Histórias do Mundial: Seleção dos Camarões chega aos quartos de final no Mundial de 1990

Com o Mundial de 2022 no Qatar em disputa, olhamos para os momentos que marcaram o Mundial de futebol e que permanecem até hoje na nossa memória, sejam eles bons ou maus.

Se olharmos para os momentos mais surpreendentes da história do Mundial, podemos incluir a vitória dos Camarões frente à Argentina no Mundial de 1990 em Itália. O jogo decorreu no Estádio de San Siro em Milão e com esta vitória os Camarões conseguiram dar um novo prestígio ao futebol africano.

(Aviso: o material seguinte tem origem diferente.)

impl LineGenerator for ApacheErrorGenerator {
    fn generate(&self, rng: &mut dyn RngCore, ts: DateTime<Utc>) -> String {
        format!(
            "[{}] [{}:{}] [pid {}:tid {}] [client {}:{}] {}",
            ts.format("%a %b %d %H:%M:%S%.6f %Y"),
            word(rng),
            pick(rng, APACHE_LEVELS),
            rng.random_range(1..=10_000),
            rng.random_range(1..=10_000),
            ipv4(rng),
            rng.random_range(1..=65_535),
            hacker_phrase(rng),
        )
    }

    fn format(&self) -> LogFormat {
        LogFormat::ApacheError
    }
}

/// Syslog lines (RFC 3164 or RFC 5424)
pub struct SyslogGenerator {
    format: LogFormat,
}

impl SyslogGenerator {
    pub fn rfc3164() -> Self {
        Self {
            format: LogFormat::Rfc3164,
        }
    }

    pub fn rfc5424() -> Self {
        Self {
            format: LogFormat::Rfc5424,
        }
    }
}

impl LineGenerator for SyslogGenerator {
    fn generate(&self, rng: &mut dyn RngCore, ts: DateTime<Utc>) -> String {
        if self.format == LogFormat::Rfc3164 {
            format!(
                "<{}>{} {} {}[{}]: {}",
                rng.random_range(0..=191),
                ts.format("%b %d %H:%M:%S"),
                username(rng),
                word(rng).replace(' ', "-"),
                rng.random_range(1..=10_000),
                hacker_phrase(rng),
            )
        } else {
            format!(
                "<{}>{} {} {} {} {} ID{} - {}",
                rng.random_range(0..=191),
                rng.random_range(1..=3),
                ts.format("%Y-%m-%dT%H:%M:%S%.3fZ"),
                domain(rng),
                word(rng).replace(' ', "-"),
                rng.random_range(1..=10_000),
                rng.random_range(1..=1_000),
                hacker_phrase(rng),
            )
        }
    }

    fn format(&self) -> LogFormat {
        self.format
    }
}

/// Flat JSON access log objects
pub struct JsonGenerator;

impl JsonGenerator {
    /// Length of the smallest object that still carries `status` and `bytes`.
    pub const MIN_STRUCTURED_LEN: usize = r#"{"status":200,"bytes":0,"msg":""}"#.len();
}

impl LineGenerator for JsonGenerator {
    fn generate(&self, rng: &mut dyn RngCore, ts: DateTime<Utc>) -> String {
        serde_json::json!({
            "host": ipv4(rng),
            "user-identifier": auth_user(rng),
            "datetime": ts.format("%d/%b/%Y:%H:%M:%S %z").to_string(),
            "method": pick(rng, HTTP_METHODS),
            "request": resource_uri(rng),
            "protocol": pick(rng, HTTP_VERSIONS),
            "status": status(rng),
            "bytes": bytes(rng),
            "referer": url(rng),
        })
        .to_string()
    }

    fn generate_sized(&self, rng: &mut dyn RngCore, _ts: DateTime<Utc>, len: usize) -> String {
        if len < Self::MIN_STRUCTURED_LEN {
            // too small for a useful record; keep it valid JSON when possible
            return if len >= 2 {
                fit("{}".to_string(), len)
            } else {
                fit(String::new(), len)
            };
        }
        let status = status(rng);
        let head = format!(r#"{{"status":{},"bytes":0,"msg":""#, status);
        // `bytes` is rendered as 0 so the head length stays predictable
        let padding = len.saturating_sub(head.len() + 2);
        fit(format!("{}{}\"}}", head, "x".repeat(padding)), len)
    }

    fn format(&self) -> LogFormat {
        LogFormat::Json
    }
}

Ao minuto 67, o jogador dos Camarões, François Oman-Bitik, saltou tão alto para tirar a bola do argentino Nery Pumpido que pareceu um momento do outro mundo. A ideia de uma equipa africana conseguir fazer frente à Argentina parecia impossível até verem a prestação deste jogador.

A vitória dos Camarões por 1-0 em Junho de 1990 desencadeou o início de uma nova era para o futebol africano, todo o continente foi mobilizado e uma geração inteira inspirou-se nesta vitória. A forma como um dos avançados festejou também iria ficar na memória dos adeptos e mais à frente já vamos entender porquê.

Para compreendermos a verdadeira importância da vitória dos Camarões temos de recuar um pouco e contar a história do início.

Preparativos desorganizados e o regresso de um ex-jogador

Em 1988, dois anos antes do Mundial de 1990 em Itália, um treinador russo chamado Valeri Nepomniachi foi aos Camarões a pedido da federação de futebol russa que respondeu a um pedido de ajuda do presidente dos Camarões Paul Biya.

A única experiência de Nepoamniachi tinha sido com uma equipa da terceira liga na Rússia e, além disso, não falava francês e poucas coisas dizia em inglês. A sua presença nos Camarões não teve grande sucesso e após a má prestação na Copa Africana de Nações teve de fazer algumas alterações. Os Camarões tinham ganho a Copa Africana de Nações em 1988, mas a sua prestação em 1990 foi um fracasso com duas derrotas em três jogos.

Depois deste episódio, o treinador dos Camarões teve de pensar fora da caixa para poder levar uma equipa bem preparada ao Mundial de 1990 e resolveu convidar um ex-jogador a voltar aos relvados e vestir novamente a camisola da seleção camaronense.

O jogador, Roger Milla, tinha 38 anos e tinha deixado os relvados há três anos, mas aceitou regressar aos jogos para ajudar a sua seleção. Milla, que tinha jogado anteriormente na equipa Saint-Pierroise na Ilha Reunião, respondeu imediatamente que sim ao convite inesperado de Nepoamniachi, dizendo estar sempre pronto a vestir as cores do seu país. 

Milla já tinha participado no Mundial em 1982 e foi considerado em 1976 o futebolista africano do ano. Os preparativos para o Mundial em Itália foram caóticos com discussões entre os jogadores e a seleção por causa de bónus não pagos, campos de treino sem condições e maus resultados nos jogos de preparação. 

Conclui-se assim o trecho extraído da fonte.